→ PROBLEM TO SOLVE: Filter the records below down to lines containing "match".

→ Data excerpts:

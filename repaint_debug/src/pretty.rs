// Copyright 2026 the Repaint Authors
// SPDX-License-Identifier: Apache-2.0 OR MIT

//! Human-readable trace output.
//!
//! [`PrettyPrintSink`] implements [`TraceSink`] and writes one line per event
//! to a [`Write`](std::io::Write) destination (default: stderr). Rectangles
//! are printed as `x0,y0 WxH`.

use std::fmt;
use std::io::Write;

use kurbo::{Rect, Vec2};
use repaint_core::trace::{
    CallbackKind, DamageEvent, DamageKind, FlushCompleteEvent, FlushEvent, PaintBeginEvent,
    PaintEndEvent, ResizeEvent, StaleCallbackEvent, TraceSink, WakeupEvent, WakeupScheduledEvent,
};

/// Writes human-readable trace lines to a [`Write`](std::io::Write) destination.
pub struct PrettyPrintSink<W: Write = Box<dyn Write>> {
    writer: W,
}

impl<W: Write> fmt::Debug for PrettyPrintSink<W> {
    fn fmt(&self, f: &mut fmt::Formatter<'_>) -> fmt::Result {
        f.debug_struct("PrettyPrintSink").finish_non_exhaustive()
    }
}

impl PrettyPrintSink {
    /// Creates a sink that writes to stderr.
    #[must_use]
    pub fn stderr() -> Self {
        Self {
            writer: Box::new(std::io::stderr()),
        }
    }

    /// Creates a sink that writes to a boxed writer.
    #[must_use]
    pub fn new(writer: Box<dyn Write>) -> Self {
        Self { writer }
    }
}

impl<W: Write> PrettyPrintSink<W> {
    /// Creates a sink that writes to the given destination.
    #[must_use]
    pub fn with_writer(writer: W) -> Self {
        Self { writer }
    }

    /// Consumes the sink and returns the writer.
    #[must_use]
    pub fn into_inner(self) -> W {
        self.writer
    }
}

/// Compact rectangle formatting: `x0,y0 WxH`.
struct R(Rect);

impl fmt::Display for R {
    fn fmt(&self, f: &mut fmt::Formatter<'_>) -> fmt::Result {
        let r = self.0;
        write!(f, "{},{} {}x{}", r.x0, r.y0, r.width(), r.height())
    }
}

/// Compact offset formatting: `(dx,dy)`.
struct D(Vec2);

impl fmt::Display for D {
    fn fmt(&self, f: &mut fmt::Formatter<'_>) -> fmt::Result {
        write!(f, "({},{})", self.0.x, self.0.y)
    }
}

fn damage_name(kind: DamageKind) -> &'static str {
    match kind {
        DamageKind::Invalidate => "invalidate",
        DamageKind::InvalidateRect => "invalidate-rect",
        DamageKind::Scroll => "scroll",
    }
}

impl<W: Write> TraceSink for PrettyPrintSink<W> {
    fn on_damage(&mut self, e: &DamageEvent) {
        let _ = match e.kind {
            DamageKind::Scroll => writeln!(
                self.writer,
                "[damage] {} rect={} delta={} {:?}",
                damage_name(e.kind),
                R(e.rect),
                D(e.delta),
                e.generation,
            ),
            _ => writeln!(
                self.writer,
                "[damage] {} rect={} {:?}",
                damage_name(e.kind),
                R(e.rect),
                e.generation,
            ),
        };
    }

    fn on_wakeup_scheduled(&mut self, e: &WakeupScheduledEvent) {
        let _ = writeln!(self.writer, "[wakeup:schedule] {:?}", e.token);
    }

    fn on_wakeup(&mut self, e: &WakeupEvent) {
        let _ = writeln!(
            self.writer,
            "[wakeup] {:?} update={}",
            e.token, e.has_update,
        );
    }

    fn on_paint_begin(&mut self, e: &PaintBeginEvent) {
        let _ = write!(
            self.writer,
            "[paint:begin] cycle={} {:?} rects={} bounds={}",
            e.cycle,
            e.generation,
            e.rect_count,
            R(e.bounds),
        );
        let _ = match e.scroll {
            Some(s) => writeln!(self.writer, " scroll={} by {}", R(s.rect), D(s.delta)),
            None => writeln!(self.writer),
        };
    }

    fn on_paint_end(&mut self, e: &PaintEndEvent) {
        let _ = writeln!(
            self.writer,
            "[paint:end] cycle={} painted={}",
            e.cycle, e.painted,
        );
    }

    fn on_flush(&mut self, e: &FlushEvent) {
        let _ = writeln!(
            self.writer,
            "[flush] cycle={} {:?} status={:?}",
            e.cycle, e.token, e.status,
        );
    }

    fn on_flush_complete(&mut self, e: &FlushCompleteEvent) {
        let _ = writeln!(
            self.writer,
            "[flush:complete] {:?} update={}",
            e.token, e.has_update,
        );
    }

    fn on_stale_callback(&mut self, e: &StaleCallbackEvent) {
        let kind = match e.kind {
            CallbackKind::Wakeup => "wakeup",
            CallbackKind::Flush => "flush",
        };
        let _ = writeln!(
            self.writer,
            "[stale] {kind} #{} issued={:?} current={:?}",
            e.serial, e.issued, e.current,
        );
    }

    fn on_resize(&mut self, e: &ResizeEvent) {
        let outcome = if e.allocated { "ok" } else { "FAILED" };
        let _ = writeln!(
            self.writer,
            "[resize] {}x{} {:?} {outcome}",
            e.size.width, e.size.height, e.generation,
        );
    }

    fn on_paint_rects(&mut self, cycle: u64, rects: &[Rect]) {
        let _ = write!(self.writer, "[paint:rects] cycle={cycle}");
        for rect in rects {
            let _ = write!(self.writer, " [{}]", R(*rect));
        }
        let _ = writeln!(self.writer);
    }
}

→ SOLUTION:
    match kind {
        let _ = match e.kind {
        let _ = match e.scroll {
        let kind = match e.kind {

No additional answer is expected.